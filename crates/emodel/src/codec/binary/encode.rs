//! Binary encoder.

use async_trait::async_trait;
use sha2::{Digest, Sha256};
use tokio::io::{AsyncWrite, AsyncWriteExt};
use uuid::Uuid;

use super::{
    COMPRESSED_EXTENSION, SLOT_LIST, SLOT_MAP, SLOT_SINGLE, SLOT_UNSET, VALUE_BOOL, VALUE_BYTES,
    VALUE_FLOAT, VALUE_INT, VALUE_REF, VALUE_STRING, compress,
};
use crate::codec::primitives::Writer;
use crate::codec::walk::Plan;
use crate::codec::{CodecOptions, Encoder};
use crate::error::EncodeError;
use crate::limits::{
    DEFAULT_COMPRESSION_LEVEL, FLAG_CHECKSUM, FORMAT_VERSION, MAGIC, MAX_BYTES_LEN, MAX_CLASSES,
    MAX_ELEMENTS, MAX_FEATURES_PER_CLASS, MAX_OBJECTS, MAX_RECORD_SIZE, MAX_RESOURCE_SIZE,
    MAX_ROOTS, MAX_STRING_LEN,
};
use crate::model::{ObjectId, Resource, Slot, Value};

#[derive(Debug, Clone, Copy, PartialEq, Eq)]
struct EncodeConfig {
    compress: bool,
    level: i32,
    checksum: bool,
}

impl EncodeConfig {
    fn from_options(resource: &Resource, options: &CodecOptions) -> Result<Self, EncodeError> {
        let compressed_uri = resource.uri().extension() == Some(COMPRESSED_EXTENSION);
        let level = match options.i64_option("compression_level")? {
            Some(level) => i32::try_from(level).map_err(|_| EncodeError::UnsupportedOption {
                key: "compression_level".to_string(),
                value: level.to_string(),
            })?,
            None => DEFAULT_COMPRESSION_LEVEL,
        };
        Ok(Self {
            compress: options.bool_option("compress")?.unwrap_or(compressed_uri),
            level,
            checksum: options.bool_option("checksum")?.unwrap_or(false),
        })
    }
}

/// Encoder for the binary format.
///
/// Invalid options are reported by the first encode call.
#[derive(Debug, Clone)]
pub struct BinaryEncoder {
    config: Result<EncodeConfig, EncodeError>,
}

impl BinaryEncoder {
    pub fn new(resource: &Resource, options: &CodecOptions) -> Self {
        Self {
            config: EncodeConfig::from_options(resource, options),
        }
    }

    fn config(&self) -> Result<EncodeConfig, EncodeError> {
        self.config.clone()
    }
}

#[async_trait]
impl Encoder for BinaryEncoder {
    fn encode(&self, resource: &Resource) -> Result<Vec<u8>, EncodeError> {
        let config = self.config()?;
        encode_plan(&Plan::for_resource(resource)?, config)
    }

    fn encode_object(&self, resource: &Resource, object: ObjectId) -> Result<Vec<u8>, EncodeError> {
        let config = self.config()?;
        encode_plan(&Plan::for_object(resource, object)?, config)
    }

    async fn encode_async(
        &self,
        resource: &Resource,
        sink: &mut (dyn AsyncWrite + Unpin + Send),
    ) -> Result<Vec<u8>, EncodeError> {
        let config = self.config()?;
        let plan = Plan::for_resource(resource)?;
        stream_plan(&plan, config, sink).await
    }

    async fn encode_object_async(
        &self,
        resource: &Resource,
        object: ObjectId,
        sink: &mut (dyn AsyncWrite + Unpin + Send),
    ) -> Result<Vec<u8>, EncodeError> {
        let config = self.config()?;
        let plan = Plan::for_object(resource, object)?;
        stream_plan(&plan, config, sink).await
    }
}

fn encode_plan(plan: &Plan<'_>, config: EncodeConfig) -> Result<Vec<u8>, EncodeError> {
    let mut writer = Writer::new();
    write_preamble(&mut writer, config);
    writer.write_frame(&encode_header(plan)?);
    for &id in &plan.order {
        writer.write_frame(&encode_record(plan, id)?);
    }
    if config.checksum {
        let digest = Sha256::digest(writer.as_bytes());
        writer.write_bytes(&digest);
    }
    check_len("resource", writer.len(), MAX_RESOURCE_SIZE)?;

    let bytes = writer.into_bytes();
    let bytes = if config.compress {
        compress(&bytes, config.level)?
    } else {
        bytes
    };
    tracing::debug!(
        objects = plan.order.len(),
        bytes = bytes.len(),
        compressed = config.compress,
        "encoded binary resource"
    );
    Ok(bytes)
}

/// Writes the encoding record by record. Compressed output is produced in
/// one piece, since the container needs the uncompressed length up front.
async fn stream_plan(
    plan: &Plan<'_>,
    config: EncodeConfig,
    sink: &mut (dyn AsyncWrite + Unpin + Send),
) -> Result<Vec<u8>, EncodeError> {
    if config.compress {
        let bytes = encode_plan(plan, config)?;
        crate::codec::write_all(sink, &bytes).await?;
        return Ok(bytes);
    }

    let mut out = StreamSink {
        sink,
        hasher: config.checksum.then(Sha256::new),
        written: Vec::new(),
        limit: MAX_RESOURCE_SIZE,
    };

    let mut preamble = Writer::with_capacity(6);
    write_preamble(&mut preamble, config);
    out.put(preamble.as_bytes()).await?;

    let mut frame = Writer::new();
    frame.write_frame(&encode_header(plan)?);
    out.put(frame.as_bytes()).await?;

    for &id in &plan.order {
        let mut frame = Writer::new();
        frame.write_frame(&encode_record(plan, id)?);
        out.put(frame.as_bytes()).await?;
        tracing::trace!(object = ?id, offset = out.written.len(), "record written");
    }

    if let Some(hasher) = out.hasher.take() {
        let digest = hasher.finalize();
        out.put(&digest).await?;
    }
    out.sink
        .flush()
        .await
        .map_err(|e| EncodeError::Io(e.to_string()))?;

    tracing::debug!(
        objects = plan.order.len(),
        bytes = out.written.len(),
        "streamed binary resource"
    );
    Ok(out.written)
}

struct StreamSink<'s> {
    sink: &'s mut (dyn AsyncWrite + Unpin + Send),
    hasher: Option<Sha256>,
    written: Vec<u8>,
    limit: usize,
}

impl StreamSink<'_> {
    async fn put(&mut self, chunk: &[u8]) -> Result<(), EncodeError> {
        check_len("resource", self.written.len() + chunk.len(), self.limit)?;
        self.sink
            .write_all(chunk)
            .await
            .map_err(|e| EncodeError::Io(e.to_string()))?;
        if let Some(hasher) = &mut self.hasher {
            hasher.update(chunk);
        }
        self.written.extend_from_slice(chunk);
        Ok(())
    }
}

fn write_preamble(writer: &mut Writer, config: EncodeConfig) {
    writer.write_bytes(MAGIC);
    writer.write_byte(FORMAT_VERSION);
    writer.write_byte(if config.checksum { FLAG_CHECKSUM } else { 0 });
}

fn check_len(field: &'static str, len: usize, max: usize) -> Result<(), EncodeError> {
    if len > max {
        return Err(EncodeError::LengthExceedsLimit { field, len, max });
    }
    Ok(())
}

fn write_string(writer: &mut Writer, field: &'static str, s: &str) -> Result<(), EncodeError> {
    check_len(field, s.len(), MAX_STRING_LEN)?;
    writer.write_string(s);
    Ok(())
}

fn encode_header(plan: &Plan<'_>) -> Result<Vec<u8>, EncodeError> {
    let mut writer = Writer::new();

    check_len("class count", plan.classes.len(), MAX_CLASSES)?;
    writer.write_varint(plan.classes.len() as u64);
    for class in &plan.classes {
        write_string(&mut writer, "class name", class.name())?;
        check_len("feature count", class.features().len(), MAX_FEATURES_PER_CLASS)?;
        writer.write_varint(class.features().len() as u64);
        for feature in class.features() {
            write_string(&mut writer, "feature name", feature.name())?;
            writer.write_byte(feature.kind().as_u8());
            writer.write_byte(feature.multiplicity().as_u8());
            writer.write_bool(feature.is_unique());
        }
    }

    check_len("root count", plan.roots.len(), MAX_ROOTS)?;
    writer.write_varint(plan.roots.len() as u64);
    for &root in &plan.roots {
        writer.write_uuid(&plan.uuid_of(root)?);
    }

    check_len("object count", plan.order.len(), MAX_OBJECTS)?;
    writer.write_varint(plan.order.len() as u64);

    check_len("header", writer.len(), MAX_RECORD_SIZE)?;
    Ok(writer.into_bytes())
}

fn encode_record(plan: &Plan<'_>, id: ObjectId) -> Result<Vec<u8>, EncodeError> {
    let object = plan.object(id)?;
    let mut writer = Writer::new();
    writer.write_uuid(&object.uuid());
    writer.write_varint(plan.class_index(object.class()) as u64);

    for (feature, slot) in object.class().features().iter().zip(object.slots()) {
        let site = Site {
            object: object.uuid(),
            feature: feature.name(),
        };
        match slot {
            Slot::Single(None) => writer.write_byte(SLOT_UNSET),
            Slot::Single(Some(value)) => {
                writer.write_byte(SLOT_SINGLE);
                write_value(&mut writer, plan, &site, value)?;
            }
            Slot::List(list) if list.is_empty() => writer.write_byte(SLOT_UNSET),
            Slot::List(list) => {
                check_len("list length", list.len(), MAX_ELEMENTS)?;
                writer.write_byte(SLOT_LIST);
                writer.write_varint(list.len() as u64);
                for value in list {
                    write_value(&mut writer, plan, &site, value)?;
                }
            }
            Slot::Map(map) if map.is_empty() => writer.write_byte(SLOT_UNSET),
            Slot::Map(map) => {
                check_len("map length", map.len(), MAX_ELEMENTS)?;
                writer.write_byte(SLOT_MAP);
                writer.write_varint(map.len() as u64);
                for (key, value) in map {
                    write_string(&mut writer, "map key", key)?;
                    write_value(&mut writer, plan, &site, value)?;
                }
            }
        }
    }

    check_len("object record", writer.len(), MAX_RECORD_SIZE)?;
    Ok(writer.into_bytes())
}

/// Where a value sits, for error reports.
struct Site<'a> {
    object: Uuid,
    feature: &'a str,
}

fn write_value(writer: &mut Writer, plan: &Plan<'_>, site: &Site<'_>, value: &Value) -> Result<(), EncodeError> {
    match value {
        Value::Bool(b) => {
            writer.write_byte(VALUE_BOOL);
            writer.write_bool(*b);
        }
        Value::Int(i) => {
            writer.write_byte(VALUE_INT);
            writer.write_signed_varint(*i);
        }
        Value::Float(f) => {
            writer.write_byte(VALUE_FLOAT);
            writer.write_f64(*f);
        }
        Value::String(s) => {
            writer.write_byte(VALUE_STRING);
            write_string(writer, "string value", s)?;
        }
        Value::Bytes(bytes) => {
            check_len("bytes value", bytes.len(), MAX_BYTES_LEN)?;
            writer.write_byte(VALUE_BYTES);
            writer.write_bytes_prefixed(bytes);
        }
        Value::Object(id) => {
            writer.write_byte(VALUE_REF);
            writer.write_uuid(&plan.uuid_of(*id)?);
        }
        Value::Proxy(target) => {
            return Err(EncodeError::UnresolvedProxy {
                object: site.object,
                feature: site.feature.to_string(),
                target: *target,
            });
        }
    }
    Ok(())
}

Exercise prompt
In the listing above, find the line containing "let bytes = encode_plan(plan, config)?;" and the line containing "out.put(preamble.as_bytes()).await?;", then quote both, plus every line between them, exactly as written.

Response below
        let bytes = encode_plan(plan, config)?;
        crate::codec::write_all(sink, &bytes).await?;
        return Ok(bytes);
    }

    let mut out = StreamSink {
        sink,
        hasher: config.checksum.then(Sha256::new),
        written: Vec::new(),
        limit: MAX_RESOURCE_SIZE,
    };

    let mut preamble = Writer::with_capacity(6);
    write_preamble(&mut preamble, config);
    out.put(preamble.as_bytes()).await?;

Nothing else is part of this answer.